→ **WHAT TO WORK ON**
All of the records must come back exactly. Please repeat them in full.

━━━ RECORDED DATA

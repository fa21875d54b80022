mod simulation;

#[cfg(feature = "ui")]
mod ui;

use anyhow::Result;
use clap::Parser;

use simulation::{SimConfig, SimWorld};

#[derive(Parser)]
#[command(name = "smart_city_sim")]
#[command(about = "Smart city traffic simulation with optional UI")]
struct Cli {
    /// Run with the Bevy game engine UI
    #[arg(long)]
    ui: bool,

    /// Number of simulation ticks to run in headless mode
    #[arg(long, default_value = "200")]
    ticks: u64,

    /// Seed for a fully deterministic headless run
    #[arg(long)]
    seed: Option<u64>,

    /// Simulation ticks per second
    #[arg(long, default_value = "5.0")]
    tick_rate: f64,
}

fn main() -> Result<()> {
    let cli = Cli::parse();

    if cli.ui {
        #[cfg(feature = "ui")]
        {
            return run_with_ui();
        }
        #[cfg(not(feature = "ui"))]
        {
            eprintln!("Error: UI feature is not enabled. Rebuild with --features ui");
            std::process::exit(1);
        }
    }

    run_headless(cli.ticks, cli.seed, cli.tick_rate)
}

/// Run the simulation in headless mode (no graphics)
fn run_headless(ticks: u64, seed: Option<u64>, tick_rate: f64) -> Result<()> {
    env_logger::init();

    let tick_period = 1.0 / tick_rate.max(0.1);
    let config = SimConfig::default();
    let mut world = match seed {
        Some(seed) => SimWorld::new_with_seed(config, seed)?,
        None => SimWorld::new(config)?,
    };

    println!("Running traffic simulation in headless mode...");
    println!("Ticks: {}, Tick rate: {}/s", ticks, tick_rate);
    println!();

    println!("Initial state:");
    world.print_summary();
    world.draw_map();

    let ticks_per_second = tick_rate.ceil().max(1.0) as u64;
    let mut tick = 0;
    while tick < ticks {
        let ticks_to_run = ticks_per_second.min(ticks - tick);

        for _ in 0..ticks_to_run {
            tick += 1;
            // A manual clock only moves when told to; a system clock
            // advances on its own and ignores this.
            world.advance_clock(tick_period);
            world.tick();
            if seed.is_none() {
                std::thread::sleep(std::time::Duration::from_secs_f64(tick_period));
            }
        }

        println!("--- After tick {} ---", tick);
        world.print_summary();
        world.draw_map();
    }

    println!("=== Final State ===");
    world.print_summary();
    world.draw_map();
    Ok(())
}

#[cfg(feature = "ui")]
fn run_with_ui() -> Result<()> {
    use bevy::log::LogPlugin;
    use bevy::prelude::*;

    println!("Starting Smart City Sim UI...");
    println!();
    println!("Controls:");
    println!("  R    - Reset the simulation (while an accident is active)");
    println!("  ESC  - Exit");
    println!();

    let mut world = SimWorld::new(SimConfig::default())?;
    let initial_snapshot = world.snapshot();

    App::new()
        .add_plugins(
            DefaultPlugins
                .set(LogPlugin {
                    filter: "warn,smart_city_sim=debug".to_string(),
                    level: bevy::log::Level::DEBUG,
                    ..default()
                })
                .set(WindowPlugin {
                    primary_window: Some(Window {
                        title: "Smart City Traffic Simulation".into(),
                        resolution: (800, 800).into(),
                        ..default()
                    }),
                    ..default()
                }),
        )
        .insert_resource(ui::SimResource(world))
        .insert_resource(ui::SnapshotResource(initial_snapshot))
        .add_plugins(ui::SmartCityUIPlugin)
        .run();
    Ok(())
}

━━━━━━

→ **REPLY**
repository fa21875d54b80022
mod simulation;

#[cfg(feature = "ui")]
mod ui;

use anyhow::Result;
use clap::Parser;

use simulation::{SimConfig, SimWorld};

#[derive(Parser)]
#[command(name = "smart_city_sim")]
#[command(about = "Smart city traffic simulation with optional UI")]
struct Cli {
    /// Run with the Bevy game engine UI
    #[arg(long)]
    ui: bool,

    /// Number of simulation ticks to run in headless mode
    #[arg(long, default_value = "200")]
    ticks: u64,

    /// Seed for a fully deterministic headless run
    #[arg(long)]
    seed: Option<u64>,

    /// Simulation ticks per second
    #[arg(long, default_value = "5.0")]
    tick_rate: f64,
}

fn main() -> Result<()> {
    let cli = Cli::parse();

    if cli.ui {
        #[cfg(feature = "ui")]
        {
            return run_with_ui();
        }
        #[cfg(not(feature = "ui"))]
        {
            eprintln!("Error: UI feature is not enabled. Rebuild with --features ui");
            std::process::exit(1);
        }
    }

    run_headless(cli.ticks, cli.seed, cli.tick_rate)
}

/// Run the simulation in headless mode (no graphics)
fn run_headless(ticks: u64, seed: Option<u64>, tick_rate: f64) -> Result<()> {
    env_logger::init();

    let tick_period = 1.0 / tick_rate.max(0.1);
    let config = SimConfig::default();
    let mut world = match seed {
        Some(seed) => SimWorld::new_with_seed(config, seed)?,
        None => SimWorld::new(config)?,
    };

    println!("Running traffic simulation in headless mode...");
    println!("Ticks: {}, Tick rate: {}/s", ticks, tick_rate);
    println!();

    println!("Initial state:");
    world.print_summary();
    world.draw_map();

    let ticks_per_second = tick_rate.ceil().max(1.0) as u64;
    let mut tick = 0;
    while tick < ticks {
        let ticks_to_run = ticks_per_second.min(ticks - tick);

        for _ in 0..ticks_to_run {
            tick += 1;
            // A manual clock only moves when told to; a system clock
            // advances on its own and ignores this.
            world.advance_clock(tick_period);
            world.tick();
            if seed.is_none() {
                std::thread::sleep(std::time::Duration::from_secs_f64(tick_period));
            }
        }

        println!("--- After tick {} ---", tick);
        world.print_summary();
        world.draw_map();
    }

    println!("=== Final State ===");
    world.print_summary();
    world.draw_map();
    Ok(())
}

#[cfg(feature = "ui")]
fn run_with_ui() -> Result<()> {
    use bevy::log::LogPlugin;
    use bevy::prelude::*;

    println!("Starting Smart City Sim UI...");
    println!();
    println!("Controls:");
    println!("  R    - Reset the simulation (while an accident is active)");
    println!("  ESC  - Exit");
    println!();

    let mut world = SimWorld::new(SimConfig::default())?;
    let initial_snapshot = world.snapshot();

    App::new()
        .add_plugins(
            DefaultPlugins
                .set(LogPlugin {
                    filter: "warn,smart_city_sim=debug".to_string(),
                    level: bevy::log::Level::DEBUG,
                    ..default()
                })
                .set(WindowPlugin {
                    primary_window: Some(Window {
                        title: "Smart City Traffic Simulation".into(),
                        resolution: (800, 800).into(),
                        ..default()
                    }),
                    ..default()
                }),
        )
        .insert_resource(ui::SimResource(world))
        .insert_resource(ui::SnapshotResource(initial_snapshot))
        .add_plugins(ui::SmartCityUIPlugin)
        .run();
    Ok(())
}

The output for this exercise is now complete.